Lift out each line of the data that holds "keys".

Start of Records

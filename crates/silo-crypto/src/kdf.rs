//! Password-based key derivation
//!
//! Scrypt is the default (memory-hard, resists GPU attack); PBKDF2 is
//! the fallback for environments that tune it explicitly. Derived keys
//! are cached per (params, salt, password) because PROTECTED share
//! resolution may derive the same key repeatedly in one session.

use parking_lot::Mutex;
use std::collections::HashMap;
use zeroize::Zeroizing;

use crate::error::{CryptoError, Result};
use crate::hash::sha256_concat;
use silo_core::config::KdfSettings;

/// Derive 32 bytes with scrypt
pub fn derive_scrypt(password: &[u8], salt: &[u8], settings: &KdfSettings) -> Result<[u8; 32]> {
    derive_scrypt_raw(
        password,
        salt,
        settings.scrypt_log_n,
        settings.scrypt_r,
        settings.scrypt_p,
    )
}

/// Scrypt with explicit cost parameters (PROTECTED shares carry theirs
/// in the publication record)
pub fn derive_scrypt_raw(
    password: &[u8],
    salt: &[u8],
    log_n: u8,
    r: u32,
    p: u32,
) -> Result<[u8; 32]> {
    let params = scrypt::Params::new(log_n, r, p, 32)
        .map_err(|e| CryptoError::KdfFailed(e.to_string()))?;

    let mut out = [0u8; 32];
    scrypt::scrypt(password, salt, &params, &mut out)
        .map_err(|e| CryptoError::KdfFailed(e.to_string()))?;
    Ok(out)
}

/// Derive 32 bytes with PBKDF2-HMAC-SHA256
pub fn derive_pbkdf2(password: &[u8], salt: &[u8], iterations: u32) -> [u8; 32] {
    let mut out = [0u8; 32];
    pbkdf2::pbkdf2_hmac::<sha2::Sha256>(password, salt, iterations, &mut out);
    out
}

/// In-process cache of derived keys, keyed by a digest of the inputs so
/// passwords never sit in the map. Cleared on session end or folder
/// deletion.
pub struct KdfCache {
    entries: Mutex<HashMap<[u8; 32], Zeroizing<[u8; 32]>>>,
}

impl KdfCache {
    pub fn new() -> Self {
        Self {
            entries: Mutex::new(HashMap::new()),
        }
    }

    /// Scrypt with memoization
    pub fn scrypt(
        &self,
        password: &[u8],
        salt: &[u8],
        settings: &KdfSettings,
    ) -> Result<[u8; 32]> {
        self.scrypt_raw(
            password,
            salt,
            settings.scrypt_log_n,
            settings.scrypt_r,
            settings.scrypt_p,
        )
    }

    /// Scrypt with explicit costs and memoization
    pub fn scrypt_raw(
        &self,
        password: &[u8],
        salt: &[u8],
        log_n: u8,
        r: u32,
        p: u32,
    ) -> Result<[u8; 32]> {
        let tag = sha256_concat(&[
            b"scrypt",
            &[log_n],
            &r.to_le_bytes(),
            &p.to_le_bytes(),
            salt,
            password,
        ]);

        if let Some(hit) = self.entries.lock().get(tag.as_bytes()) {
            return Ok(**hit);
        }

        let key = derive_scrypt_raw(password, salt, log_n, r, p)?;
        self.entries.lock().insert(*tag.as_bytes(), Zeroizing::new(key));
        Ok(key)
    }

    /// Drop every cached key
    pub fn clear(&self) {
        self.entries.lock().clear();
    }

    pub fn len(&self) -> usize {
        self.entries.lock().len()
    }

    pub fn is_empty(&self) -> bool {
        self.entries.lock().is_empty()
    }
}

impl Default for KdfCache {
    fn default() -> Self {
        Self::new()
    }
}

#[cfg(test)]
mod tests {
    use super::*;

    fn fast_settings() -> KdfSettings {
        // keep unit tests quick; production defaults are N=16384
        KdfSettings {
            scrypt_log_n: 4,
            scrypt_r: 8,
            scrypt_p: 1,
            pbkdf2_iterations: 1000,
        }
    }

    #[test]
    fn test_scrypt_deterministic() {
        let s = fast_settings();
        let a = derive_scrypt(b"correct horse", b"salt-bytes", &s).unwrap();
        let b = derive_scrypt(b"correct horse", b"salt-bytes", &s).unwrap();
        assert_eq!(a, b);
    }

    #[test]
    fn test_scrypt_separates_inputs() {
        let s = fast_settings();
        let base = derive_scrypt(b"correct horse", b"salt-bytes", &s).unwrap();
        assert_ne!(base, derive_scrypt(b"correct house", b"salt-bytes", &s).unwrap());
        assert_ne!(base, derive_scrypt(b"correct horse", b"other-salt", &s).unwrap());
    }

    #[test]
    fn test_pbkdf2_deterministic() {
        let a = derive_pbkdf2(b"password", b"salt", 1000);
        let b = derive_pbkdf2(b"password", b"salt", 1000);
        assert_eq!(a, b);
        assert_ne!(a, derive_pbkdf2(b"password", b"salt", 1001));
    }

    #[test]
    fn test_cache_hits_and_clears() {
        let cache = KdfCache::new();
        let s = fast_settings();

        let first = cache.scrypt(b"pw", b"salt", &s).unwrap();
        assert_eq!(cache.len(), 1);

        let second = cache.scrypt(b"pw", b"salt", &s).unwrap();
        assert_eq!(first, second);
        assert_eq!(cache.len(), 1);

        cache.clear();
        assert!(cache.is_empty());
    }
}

End of Records

Output of the task
//! the fallback for environments that tune it explicitly. Derived keys
/// In-process cache of derived keys, keyed by a digest of the inputs so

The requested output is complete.